Ok, talked to my shirt guy. I can still take orders so keep em coming. I'll have 24 hour notice before ordering is over.


----------



## LilHearst (Feb 1, 2004)

Maybe we can talk to Chris Cooley and see if they can reserve/designate a spot for us on the grass....


----------



## deathhare. (Apr 1, 2008)

I just dont wanna be trapped door handle to door handle, bumper to bumper with other cars.
I also really want to set my tent up. I need some shade to hide in (or to hide from rain) and last year worked perfect for that.

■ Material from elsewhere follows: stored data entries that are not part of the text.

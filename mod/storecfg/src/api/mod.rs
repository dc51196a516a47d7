pub mod catalog;
pub mod org;
pub mod profile;
pub mod store;

use std::sync::Arc;

use axum::{Json, Router};
use serde::Serialize;

use abcpos_core::ServiceError;

use crate::service::StorecfgService;

/// Shared application state.
pub type AppState = Arc<StorecfgService>;

/// Build the store-configuration API router.
pub fn router(state: AppState) -> Router {
    Router::new()
        .nest("/storecfg/v1", api_routes())
        .with_state(state)
}

fn api_routes() -> Router<AppState> {
    Router::new()
        .merge(catalog::routes())
        .merge(store::routes())
        .merge(profile::routes())
        .merge(org::routes())
}

/// Wrap a Result<T, ServiceError> into an API response. ServiceError
/// carries its own status/code/details mapping.
pub(crate) fn ok_json<T: Serialize>(
    result: Result<T, ServiceError>,
) -> Result<Json<T>, ServiceError> {
    result.map(Json)
}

It was a drag how bad they crammed cars into some of the areas and I expect it to be even worse this year with so many more cars coming.


----------



## LilHearst (Feb 1, 2004)

^^^ True. I'm glad you let the wifey and I snag a spot under the tent when it started to rain last year. Why don't we park in the concrete like we did last year then. That way its easy to get out and we are not on top of each other.


----------



## deathhare. (Apr 1, 2008)

LilHearst said:


> Why don't we park in the concrete like we did last year then. That way its easy to get out and we are not on top of each other.


Agreed. :thumbup:


----------



## GaTeIg (Jul 6, 2005)

I had a lot of room on the grass last year...


----------



## irishpride (Feb 2, 2006)

deathhare. said:


> Agreed. :thumbup:


I agree with you too .. (vampire) :laugh: being red headed and pale I needs da shade :facepalm:

I was parked with the eurotrash tent and we were door handle to handle..**** sucked.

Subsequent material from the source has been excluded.